(Saved data entries)
———

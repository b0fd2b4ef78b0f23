//! Dispatched events and master state.

use std::{
    fmt,
    time::{Duration, SystemTime, UNIX_EPOCH},
};

use serde::{Deserialize, Serialize};

use crate::traits::SessionId;

/// One dispatch tick's payload.
#[derive(Debug, Clone, PartialEq, Serialize, Deserialize)]
pub struct QuestionEvent {
    /// Session this event belongs to.
    pub session_id: SessionId,
    /// Position within the current mastership period, starting at 1.
    pub sequence: u64,
    /// Display text.
    pub text: String,
    /// Creation time (Unix epoch seconds, fractional).
    pub timestamp: f64,
    /// How long the event stays open (seconds).
    pub duration_seconds: f64,
}

impl QuestionEvent {
    /// Build an event stamped with the current time.
    #[must_use]
    pub fn new(
        session_id: impl Into<SessionId>,
        sequence: u64,
        text: impl Into<String>,
        duration: Duration,
    ) -> Self {
        Self {
            session_id: session_id.into(),
            sequence,
            text: text.into(),
            timestamp: now_secs(),
            duration_seconds: duration.as_secs_f64(),
        }
    }

    /// Wire identifier of this event (`q<sequence>`).
    #[must_use]
    pub fn question_id(&self) -> String {
        format!("q{}", self.sequence)
    }
}

fn now_secs() -> f64 {
    SystemTime::now()
        .duration_since(UNIX_EPOCH)
        .map(|d| d.as_secs_f64())
        .unwrap_or(0.0)
}

/// Session master state.
#[derive(Debug, Clone, Copy, PartialEq, Eq, Serialize, Deserialize)]
#[serde(rename_all = "snake_case")]
pub enum MasterState {
    /// Not holding the lock, periodically retrying.
    Candidate,
    /// Holding the lock and dispatching.
    Master,
    /// Terminal; no further acquisition attempts.
    ShuttingDown,
}

impl fmt::Display for MasterState {
    fn fmt(&self, f: &mut fmt::Formatter<'_>) -> fmt::Result {
        let name = match self {
            Self::Candidate => "candidate",
            Self::Master => "master",
            Self::ShuttingDown => "shutting_down",
        };
        f.write_str(name)
    }
}
//! Server-wide shutdown signal.

use std::time::Duration;

use tokio::task::JoinHandle;
use tokio_util::sync::CancellationToken;
use tracing::{info, warn};

/// How long [`ShutdownCoordinator::drain`] waits when no timeout is given.
pub const DEFAULT_DRAIN_TIMEOUT: Duration = Duration::from_secs(30);

/// Owns the root cancellation token. Listener, liveness monitor and every
/// connection hang child tokens off it.
#[derive(Debug, Default)]
pub struct ShutdownCoordinator {
    token: CancellationToken,
}

impl ShutdownCoordinator {
    /// A coordinator that has not fired.
    pub fn new() -> Self {
        Self::default()
    }

    /// The root token.
    pub fn token(&self) -> CancellationToken {
        self.token.clone()
    }

    /// A token cancelled with the root but cancellable on its own.
    pub fn child_token(&self) -> CancellationToken {
        self.token.child_token()
    }

    /// Fire the signal. Idempotent.
    pub fn shutdown(&self) {
        self.token.cancel();
    }

    /// Whether the signal has fired.
    pub fn is_shutting_down(&self) -> bool {
        self.token.is_cancelled()
    }

    /// Fire the signal, then wait up to `timeout` for `handles` to finish.
    /// Returns `false` if some were still running at the deadline.
    pub async fn drain(&self, handles: Vec<JoinHandle<()>>, timeout: Option<Duration>) -> bool {
        let timeout = timeout.unwrap_or(DEFAULT_DRAIN_TIMEOUT);
        self.shutdown();
        info!(tasks = handles.len(), ?timeout, "draining server tasks");

        let finished = tokio::time::timeout(timeout, futures::future::join_all(handles))
            .await
            .is_ok();
        if !finished {
            warn!(?timeout, "drain deadline passed with tasks still running");
        }
        finished
    }
}

#[cfg(test)]
mod tests {
    use super::*;

    #[test]
    fn starts_idle() {
        assert!(!ShutdownCoordinator::new().is_shutting_down());
    }

    #[test]
    fn shutdown_cancels_root_and_children() {
        let coord = ShutdownCoordinator::new();
        let root = coord.token();
        let child = coord.child_token();
        coord.shutdown();
        coord.shutdown();
        assert!(coord.is_shutting_down());
        assert!(root.is_cancelled());
        assert!(child.is_cancelled());
    }

    #[test]
    fn child_cancel_leaves_root_alone() {
        let coord = ShutdownCoordinator::new();
        coord.child_token().cancel();
        assert!(!coord.is_shutting_down());
    }

    #[tokio::test]
    async fn drain_waits_for_cooperative_tasks() {
        let coord = ShutdownCoordinator::new();
        let token = coord.token();
        let handle = tokio::spawn(async move { token.cancelled().await });
        assert!(coord.drain(vec![handle], Some(Duration::from_secs(1))).await);
    }

    #[tokio::test(start_paused = true)]
    async fn drain_gives_up_at_deadline() {
        let coord = ShutdownCoordinator::new();
        let handle = tokio::spawn(async {
            tokio::time::sleep(Duration::from_secs(3600)).await;
        });
        assert!(!coord.drain(vec![handle], Some(Duration::from_millis(50))).await);
    }
}
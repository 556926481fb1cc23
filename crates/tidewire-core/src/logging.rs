//! `tracing` subscriber initialisation.

use tracing_subscriber::EnvFilter;

/// Initialize the global tracing subscriber with stderr output.
///
/// Call once at application startup. Subsequent calls are no-ops.
/// `RUST_LOG` takes precedence over `level` when set.
pub fn init_subscriber(level: &str) {
    let filter = EnvFilter::try_from_default_env().unwrap_or_else(|_| EnvFilter::new(level));

    let subscriber = tracing_subscriber::fmt()
        .with_env_filter(filter)
        .with_target(true)
        .with_writer(std::io::stderr)
        .compact();

    // try_init fails harmlessly if a global subscriber is already set
    let _ = subscriber.try_init();
}

/// Initialize the global tracing subscriber with JSON lines on stderr.
pub fn init_json_subscriber(level: &str) {
    let filter = EnvFilter::try_from_default_env().unwrap_or_else(|_| EnvFilter::new(level));

    let subscriber = tracing_subscriber::fmt()
        .with_env_filter(filter)
        .with_target(true)
        .with_writer(std::io::stderr)
        .json();

    let _ = subscriber.try_init();
}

———

Above are the records; retype them all without a single difference.

*Task output*.
repository b0fd2b4ef78b0f23
//! Dispatched events and master state.

use std::{
    fmt,
    time::{Duration, SystemTime, UNIX_EPOCH},
};

use serde::{Deserialize, Serialize};

use crate::traits::SessionId;

/// One dispatch tick's payload.
#[derive(Debug, Clone, PartialEq, Serialize, Deserialize)]
pub struct QuestionEvent {
    /// Session this event belongs to.
    pub session_id: SessionId,
    /// Position within the current mastership period, starting at 1.
    pub sequence: u64,
    /// Display text.
    pub text: String,
    /// Creation time (Unix epoch seconds, fractional).
    pub timestamp: f64,
    /// How long the event stays open (seconds).
    pub duration_seconds: f64,
}

impl QuestionEvent {
    /// Build an event stamped with the current time.
    #[must_use]
    pub fn new(
        session_id: impl Into<SessionId>,
        sequence: u64,
        text: impl Into<String>,
        duration: Duration,
    ) -> Self {
        Self {
            session_id: session_id.into(),
            sequence,
            text: text.into(),
            timestamp: now_secs(),
            duration_seconds: duration.as_secs_f64(),
        }
    }

    /// Wire identifier of this event (`q<sequence>`).
    #[must_use]
    pub fn question_id(&self) -> String {
        format!("q{}", self.sequence)
    }
}

fn now_secs() -> f64 {
    SystemTime::now()
        .duration_since(UNIX_EPOCH)
        .map(|d| d.as_secs_f64())
        .unwrap_or(0.0)
}

/// Session master state.
#[derive(Debug, Clone, Copy, PartialEq, Eq, Serialize, Deserialize)]
#[serde(rename_all = "snake_case")]
pub enum MasterState {
    /// Not holding the lock, periodically retrying.
    Candidate,
    /// Holding the lock and dispatching.
    Master,
    /// Terminal; no further acquisition attempts.
    ShuttingDown,
}

impl fmt::Display for MasterState {
    fn fmt(&self, f: &mut fmt::Formatter<'_>) -> fmt::Result {
        let name = match self {
            Self::Candidate => "candidate",
            Self::Master => "master",
            Self::ShuttingDown => "shutting_down",
        };
        f.write_str(name)
    }
}
//! Server-wide shutdown signal.

use std::time::Duration;

use tokio::task::JoinHandle;
use tokio_util::sync::CancellationToken;
use tracing::{info, warn};

/// How long [`ShutdownCoordinator::drain`] waits when no timeout is given.
pub const DEFAULT_DRAIN_TIMEOUT: Duration = Duration::from_secs(30);

/// Owns the root cancellation token. Listener, liveness monitor and every
/// connection hang child tokens off it.
#[derive(Debug, Default)]
pub struct ShutdownCoordinator {
    token: CancellationToken,
}

impl ShutdownCoordinator {
    /// A coordinator that has not fired.
    pub fn new() -> Self {
        Self::default()
    }

    /// The root token.
    pub fn token(&self) -> CancellationToken {
        self.token.clone()
    }

    /// A token cancelled with the root but cancellable on its own.
    pub fn child_token(&self) -> CancellationToken {
        self.token.child_token()
    }

    /// Fire the signal. Idempotent.
    pub fn shutdown(&self) {
        self.token.cancel();
    }

    /// Whether the signal has fired.
    pub fn is_shutting_down(&self) -> bool {
        self.token.is_cancelled()
    }

    /// Fire the signal, then wait up to `timeout` for `handles` to finish.
    /// Returns `false` if some were still running at the deadline.
    pub async fn drain(&self, handles: Vec<JoinHandle<()>>, timeout: Option<Duration>) -> bool {
        let timeout = timeout.unwrap_or(DEFAULT_DRAIN_TIMEOUT);
        self.shutdown();
        info!(tasks = handles.len(), ?timeout, "draining server tasks");

        let finished = tokio::time::timeout(timeout, futures::future::join_all(handles))
            .await
            .is_ok();
        if !finished {
            warn!(?timeout, "drain deadline passed with tasks still running");
        }
        finished
    }
}

#[cfg(test)]
mod tests {
    use super::*;

    #[test]
    fn starts_idle() {
        assert!(!ShutdownCoordinator::new().is_shutting_down());
    }

    #[test]
    fn shutdown_cancels_root_and_children() {
        let coord = ShutdownCoordinator::new();
        let root = coord.token();
        let child = coord.child_token();
        coord.shutdown();
        coord.shutdown();
        assert!(coord.is_shutting_down());
        assert!(root.is_cancelled());
        assert!(child.is_cancelled());
    }

    #[test]
    fn child_cancel_leaves_root_alone() {
        let coord = ShutdownCoordinator::new();
        coord.child_token().cancel();
        assert!(!coord.is_shutting_down());
    }

    #[tokio::test]
    async fn drain_waits_for_cooperative_tasks() {
        let coord = ShutdownCoordinator::new();
        let token = coord.token();
        let handle = tokio::spawn(async move { token.cancelled().await });
        assert!(coord.drain(vec![handle], Some(Duration::from_secs(1))).await);
    }

    #[tokio::test(start_paused = true)]
    async fn drain_gives_up_at_deadline() {
        let coord = ShutdownCoordinator::new();
        let handle = tokio::spawn(async {
            tokio::time::sleep(Duration::from_secs(3600)).await;
        });
        assert!(!coord.drain(vec![handle], Some(Duration::from_millis(50))).await);
    }
}
repository 556926481fb1cc23
filename crates/tidewire-core/src/logging.rs
//! `tracing` subscriber initialisation.

use tracing_subscriber::EnvFilter;

/// Initialize the global tracing subscriber with stderr output.
///
/// Call once at application startup. Subsequent calls are no-ops.
/// `RUST_LOG` takes precedence over `level` when set.
pub fn init_subscriber(level: &str) {
    let filter = EnvFilter::try_from_default_env().unwrap_or_else(|_| EnvFilter::new(level));

    let subscriber = tracing_subscriber::fmt()
        .with_env_filter(filter)
        .with_target(true)
        .with_writer(std::io::stderr)
        .compact();

    // try_init fails harmlessly if a global subscriber is already set
    let _ = subscriber.try_init();
}

/// Initialize the global tracing subscriber with JSON lines on stderr.
pub fn init_json_subscriber(level: &str) {
    let filter = EnvFilter::try_from_default_env().unwrap_or_else(|_| EnvFilter::new(level));

    let subscriber = tracing_subscriber::fmt()
        .with_env_filter(filter)
        .with_target(true)
        .with_writer(std::io::stderr)
        .json();

    let _ = subscriber.try_init();
}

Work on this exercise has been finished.